Изэль ни капельки не боится Пака. А уж Валерия — так точно. Вооружившись упреками и осознанием собственной правоты, свекровь накидывается на карлика: чего орешь, еще испугаешь, не видишь, мы с пузом, мужичьё тупое… Изэль ищет паузу, вклинивается, смягчая конфликт: да, подошли, не заметили, да, казан не любит женщин. Никто не любит женщин, уточняет Валерия. Раз-два, и в бега, на работу, на войну, в командировку, а мы страдай и мой посуду.
Пак хохочет.
Бес, дорвавшийся до жарки особо злостных грешников, Пак пляшет у казана — широченного чудовища из пористого чугуна. Поднять казан, установить на живой огонь, а уж тем более снять с огня полным доверху, со всем аппетитным содержимым — о, это мог только сам карлик, с его ручищами записного акробата. Два козленка — молоденьких, постных, нарубленных порционными кусками — к этому времени уже всласть обжарились в масле, прокаленном заранее. Сейчас Пак перекладывает мясо слоями, пустив в ход груду слив — избавленных от косточек, кислых как ухмылка должника — и свежую зелень в количествах, вызвавших бы восторг у козлят, останься бедняги живы. Зелень карлик покупал лично, никому не доверяя, в лавочке, которую держала семья эмигрантов с Хиззаца: тархун, кинза, мята, петрушка, лук перьями, черемша.
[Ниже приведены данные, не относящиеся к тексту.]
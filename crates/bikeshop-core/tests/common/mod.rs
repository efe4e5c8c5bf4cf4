use bikeshop_core::{
    Bike, BikeForm, BikeType, Carbon, DeletePolicy, EntityId, MemoryStore, Owner, OwnerForm,
    Repository, Revision, RevisionForm,
};
use chrono::NaiveDate;

/// A valid, transient owner
#[allow(dead_code)]
pub fn sample_owner() -> Owner {
    Owner::new("Joan", "Puig", "612345678", "joan@example.com")
}

/// A valid, transient bike for `owner`
#[allow(dead_code)]
pub fn sample_bike(owner: Owner) -> Bike {
    Bike::new("Orbea", "Orca", 2020, 7.8, BikeType::Road, Carbon::Yes, owner)
}

/// A valid, transient revision for `bike`
#[allow(dead_code)]
pub fn sample_revision(bike: Bike) -> Revision {
    let date = NaiveDate::from_ymd_opt(2024, 3, 15).unwrap();
    Revision::new(date, "Cambio Cadena", 35.5, bike)
}

#[allow(dead_code)]
pub fn owner_form() -> OwnerForm {
    OwnerForm::new()
        .name("Núria")
        .surname("Vidal Soler")
        .phone("699111222")
        .email("nuria@example.com")
}

#[allow(dead_code)]
pub fn bike_form(owner_id: EntityId) -> BikeForm {
    BikeForm::new()
        .brand("Cannondale")
        .model("Topstone")
        .year("2022")
        .weight("9.4")
        .bike_type("gravel")
        .carbon("no")
        .owner_id(owner_id)
}

#[allow(dead_code)]
pub fn revision_form(bike_id: EntityId) -> RevisionForm {
    RevisionForm::new()
        .date("2024-05-02")
        .description("Revisión General")
        .price("60")
        .bike_id(bike_id)
}

/// Ids of one owner, one of their bikes and one revision of that bike
#[allow(dead_code)]
pub struct Seeded {
    pub owner_id: EntityId,
    pub bike_id: EntityId,
    pub revision_id: EntityId,
}

/// Save an owner, a bike and a revision through the repository contract
#[allow(dead_code)]
pub fn seed<R>(repo: &mut R) -> Seeded
where
    R: Repository<Owner> + Repository<Bike> + Repository<Revision>,
{
    let mut owner = sample_owner();
    let owner_id = Repository::<Owner>::save(repo, &mut owner).unwrap();
    let mut bike = sample_bike(owner);
    let bike_id = Repository::<Bike>::save(repo, &mut bike).unwrap();
    let mut revision = sample_revision(bike);
    let revision_id = Repository::<Revision>::save(repo, &mut revision).unwrap();
    Seeded {
        owner_id,
        bike_id,
        revision_id,
    }
}

/// Memory store holding one seeded owner/bike/revision chain
#[allow(dead_code)]
pub fn seeded_store(policy: DeletePolicy) -> (MemoryStore, Seeded) {
    let mut store = MemoryStore::with_policy(policy);
    let seeded = seed(&mut store);
    (store, seeded)
}
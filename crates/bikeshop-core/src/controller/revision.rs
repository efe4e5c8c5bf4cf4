use std::time::Instant;

use super::{finish, finish_load, RevisionForm};
use crate::errors::{missing_field, ExError, ExErrorKind, Result};
use crate::log_op_start;
use crate::model::{Bike, BikeType, Carbon, EntityId, Owner, Revision};
use crate::repo::Repository;
use crate::rules::validation::validate_revision;

/// Revisions view
#[derive(Debug, Clone, Default)]
pub struct RevisionController {
    revisions: Vec<Revision>,
}

fn resolve_bike<R: Repository<Bike>>(repo: &R, bike_id: EntityId) -> Result<Bike> {
    Repository::<Bike>::get(repo, bike_id).map_err(|err| {
        if err.kind() == ExErrorKind::NotFound {
            ExError::new(ExErrorKind::ParentNotFound)
                .with_entity(Bike::ENTITY)
                .with_entity_id(bike_id)
                .with_message(format!("Bike {} does not exist", bike_id))
        } else {
            err
        }
    })
}

/// Stand-in bike carrying only an id, used to validate a revision before any
/// store read
fn placeholder_bike(bike_id: EntityId) -> Bike {
    let owner = Owner::new("", "", "", "");
    let mut bike = Bike::new("", "", 0, 0.0, BikeType::Mtb, Carbon::No, owner);
    bike.id = Some(bike_id);
    bike
}

impl RevisionController {
    pub fn new() -> Self {
        Self::default()
    }

    /// Fetch the initial revision list
    ///
    /// # Errors
    /// Store failures from `get_all`.
    pub fn load<R: Repository<Revision>>(&mut self, repo: &R) -> Result<&[Revision]> {
        let started = Instant::now();
        log_op_start!("revision.load");
        let result = self.refresh(repo).map(|()| self.revisions.len());
        finish_load("revision.load", started, result)?;
        Ok(&self.revisions)
    }

    /// # Errors
    /// Store failures from `get_all`.
    pub fn refresh<R: Repository<Revision>>(&mut self, repo: &R) -> Result<()> {
        self.revisions = Repository::<Revision>::get_all(repo)?;
        Ok(())
    }

    pub fn items(&self) -> &[Revision] {
        &self.revisions
    }

    pub fn find(&self, id: EntityId) -> Option<&Revision> {
        self.revisions.iter().find(|r| r.id == Some(id))
    }

    /// Validate and save a new revision for an existing bike
    ///
    /// Fields are validated before the bike is looked up, so bad input is
    /// reported even when the bike id is also wrong.
    ///
    /// # Errors
    /// Codes 31 to 33, `MissingField` without a bike id, `ParentNotFound`
    /// for an unknown bike, or the store's save errors.
    pub fn insert<R>(&mut self, repo: &mut R, form: &RevisionForm) -> Result<Revision>
    where
        R: Repository<Revision> + Repository<Bike>,
    {
        let started = Instant::now();
        log_op_start!("revision.insert");
        let result = self.insert_inner(repo, form);
        finish("revision.insert", started, result)
    }

    fn insert_inner<R>(&mut self, repo: &mut R, form: &RevisionForm) -> Result<Revision>
    where
        R: Repository<Revision> + Repository<Bike>,
    {
        let bike_id = form
            .bike_id
            .ok_or_else(|| missing_field(Revision::ENTITY, "bike_id"))?;
        let mut revision = form.build(placeholder_bike(bike_id))?;
        validate_revision(&revision)?;
        revision.bike = resolve_bike(&*repo, bike_id)?;
        Repository::<Revision>::save(repo, &mut revision)?;
        self.refresh(&*repo)?;
        Ok(revision)
    }

    /// Merge the supplied fields into revision `id`, validate, and store them
    ///
    /// # Errors
    /// `NotFound` for an unknown revision, `ParentNotFound` for an unknown
    /// new bike, codes 31 to 33, or the store's update errors.
    pub fn update<R>(&mut self, repo: &mut R, id: EntityId, form: &RevisionForm) -> Result<Revision>
    where
        R: Repository<Revision> + Repository<Bike>,
    {
        let started = Instant::now();
        log_op_start!("revision.update", revision_id = id);
        let result = self.update_inner(repo, id, form);
        finish("revision.update", started, result)
    }

    fn update_inner<R>(&mut self, repo: &mut R, id: EntityId, form: &RevisionForm) -> Result<Revision>
    where
        R: Repository<Revision> + Repository<Bike>,
    {
        let mut revision = Repository::<Revision>::get(&*repo, id)?;
        form.merge_into(&mut revision)?;
        validate_revision(&revision)?;
        if let Some(bike_id) = form.bike_id {
            if revision.bike_id() != Some(bike_id) {
                revision.bike = resolve_bike(&*repo, bike_id)?;
            }
        }
        Repository::<Revision>::update(repo, &revision)?;
        self.refresh(&*repo)?;
        Ok(revision)
    }

    /// # Errors
    /// `NotFound` for an unknown revision.
    pub fn delete<R: Repository<Revision>>(&mut self, repo: &mut R, id: EntityId) -> Result<()> {
        let started = Instant::now();
        log_op_start!("revision.delete", revision_id = id);
        let result = Repository::<Revision>::delete(repo, id).and_then(|()| self.refresh(&*repo));
        finish("revision.delete", started, result)
    }
}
Из могучей пригоршни идет снег: морская соль.
— Ой, вкусно, — Изэль принюхивается.
— Это еще не вкусно, — со смачным чпоканьем Пак откупоривает бутылку белого вина. Пробка гранатой летит в сумерки; странно, что не взрывается. — Это еще так, парад-алле!
Вино хлещет в казан.
— Мужчины, — с непередаваемым презрением говорит Валерия. — Кто сказал, что они умеют готовить? Ты поди приготовь, когда стирка, глажка, уборка… Спиногрыз орёт, любимый муж кричит из ванной: «Где мои носки?!» Вот это кулинария…
— Яичница, — Пак согласен. — Яичница спасет мир.
* * *
— «Неделя раз-два-три», — спрашивает военный трибун. — В курсе?
Марк кивает. Он в курсе приказа № 07/123, который дядя назвал «неделей раз-два-три». Он не просто в курсе, но говорить об этом неохота.
— Твоя работа?
Дяде плевать, чего хочется или не хочется любимому племяннику. Такой уж он: Гай Октавиан Тумидус, упрямый человек. Когда этот монстр ломится к намеченной цели, лучше не стоять у него на пути. Впрочем, есть цели, к которым монстру ломиться — себе дороже. Старею, думает монстр в минуты слабости. Взвешиваю. Размышляю. Сомневаюсь. Глядишь, кота заведу. Буду слать в вирт голограммы, на радость друзьям-отставникам. Мурзик ест черную икру, Мурзик спит на парадной фуражке…
— Твоя работа? — повторяет он, потому что Марк молчит.